There can be no denying that the 1.6 per cent provisional Q4 FY 21 GDP growth has come as a pleasant surprise vis-a-vis the second advance estimates; as a result the growth rate for 2020-21 actually looks better at minus 7.3 per cent, as against minus 8 per cent estimated earlier. Leading this revival was a growth in government expenditure and fixed capital formation in the fourth quarter, which were up by 24.4 per cent and 18.2 per cent, respectively, at current prices. However, the 6.6 per cent increase in private consumption expenditure in Q4, a reflection of pent-up demand after a sustained period of lockdowns, needs to become a sustained affair for the economy to get back on its feet. As such, the demand side looks bleak, if 2020-21 as a whole is taken into account: a 6.1 per cent decline in private consumption, a 8.6 per cent decline in capital formation and a 7.4 per cent rise in government spending, all in current prices. An elevated fiscal deficit seems par for the course in a time of tepid consumer demand and derived investment demand, with the caveat that it is driven by capital spending as envisaged in the 2021-22 Budget. Supply side measures such as the Atmanirbhar package announced last May have not so far translated into a pick-up in credit. Manufacturing and construction revived in Q4, reflecting a post-lockdown surge attributable to a combination of pent-up and basic demand for cars, consumer durables and even apartments.. The services sector, a lockdown casualty, remained badly hit.

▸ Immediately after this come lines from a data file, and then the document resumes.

// Copyright 2026 the Strata Authors
// SPDX-License-Identifier: Apache-2.0 OR MIT

//! The cross-thread surface of the event loop.

use std::sync::{Arc, Mutex, PoisonError, Weak};

use crossbeam_channel::Sender;
use strata_core::pipeline::PipelineContext;
use tracing::{debug, trace};

use crate::message::{Job, Message};

/// A cloneable, thread-safe handle to a running [`EventLoop`](crate::EventLoop).
#[derive(Clone, Debug)]
pub struct EngineHandle {
    sender: Sender<Message>,
    batch: Arc<Mutex<Weak<BatchInner>>>,
}

impl EngineHandle {
    pub(crate) fn new(sender: Sender<Message>) -> Self {
        Self {
            sender,
            batch: Arc::new(Mutex::new(Weak::new())),
        }
    }

    /// Runs `job` on the loop thread. The loop runs a pipeline pass after it.
    ///
    /// Posting to a loop that has exited does nothing.
    pub fn post(&self, job: impl FnOnce(&mut PipelineContext) + Send + 'static) {
        send(&self.sender, Message::Run(Box::new(job)));
    }

    /// Asks the loop to exit once the queued work is done.
    pub fn stop(&self) {
        send(&self.sender, Message::Stop);
    }

    /// Returns the live batch token, creating one if none is outstanding.
    ///
    /// Every clone of every token returned while a batch is outstanding
    /// refers to the same batch. When the last one is dropped, the batch is
    /// posted as a single message.
    #[must_use]
    pub fn acquire_batch(&self) -> BatchToken {
        let mut slot = self.batch.lock().unwrap_or_else(PoisonError::into_inner);
        if let Some(inner) = slot.upgrade() {
            return BatchToken { inner };
        }
        let inner = Arc::new(BatchInner {
            jobs: Mutex::new(Vec::new()),
            sender: self.sender.clone(),
        });
        *slot = Arc::downgrade(&inner);
        trace!("batch opened");
        BatchToken { inner }
    }
}

fn send(sender: &Sender<Message>, message: Message) {
    if let Err(err) = sender.send(message) {
        debug!(message = ?err.into_inner(), "event loop has exited; message dropped");
    }
}

/// A shared handle on an open batch.
///
/// Closures queued with [`run_as`](Self::run_as) run, in order, on the loop
/// thread after the last clone of the token is dropped, followed by exactly
/// one pipeline pass.
#[derive(Clone, Debug)]
pub struct BatchToken {
    inner: Arc<BatchInner>,
}

impl BatchToken {
    /// Queues `job` into the batch.
    pub fn run_as(&self, job: impl FnOnce(&mut PipelineContext) + Send + 'static) {
        self.inner
            .jobs
            .lock()
            .unwrap_or_else(PoisonError::into_inner)
            .push(Box::new(job));
    }

    /// Returns `true` if both tokens refer to the same batch.
    #[must_use]
    pub fn same_batch(&self, other: &Self) -> bool {
        Arc::ptr_eq(&self.inner, &other.inner)
    }
}

struct BatchInner {
    jobs: Mutex<Vec<Job>>,
    sender: Sender<Message>,
}

impl core::fmt::Debug for BatchInner {
    fn fmt(&self, f: &mut core::fmt::Formatter<'_>) -> core::fmt::Result {
        let jobs = self.jobs.lock().map_or(0, |jobs| jobs.len());
        f.debug_struct("BatchInner")
            .field("jobs", &jobs)
            .finish_non_exhaustive()
    }
}

impl Drop for BatchInner {
    fn drop(&mut self) {
        let jobs = core::mem::take(
            self.jobs
                .get_mut()
                .unwrap_or_else(PoisonError::into_inner),
        );
        trace!(jobs = jobs.len(), "batch closed");
        send(&self.sender, Message::Batch(jobs));
    }
}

Going forward, consumer sentiment is likely to be at a low ebb thanks to the second wave of the pandemic. The RBI’s Consumer Confidence Survey released in April says “respondents expressed lower optimism for the year ahead, which was expressed in the future expectations index”. If the optimism on employment and the general economic situation remained feeble, the price situation was perceived as grim. There are reasons to believe that the earlier optimism on jobs, reflected in the Survey, would have reversed with the onset of the second wave. The prospect of runaway health expenditures is likely to increase precautionary savings. On the supply side, the impact of the rural spread of the pandemic on both farm productivity and spending remains uncertain. Understandably, observers such as SBI have sharply downgraded their growth numbers for this fiscal to single digits — in SBI’s case from 10.4 per cent to 7.9 per cent. The hope is that the Q1 washout can surely be arrested in subsequent quarters.

For consumer and investment confidence to return, the government must focus on vaccinating the working population at the earliest. While cost-push inflation arising from commodity prices and lockdowns remains a supply bottleneck, consumer sentiment remains the chief constraint to ramping up investment. The focus should be on creating public goods in health and other infrastructure, crowding in private spending and releasing unused capacities.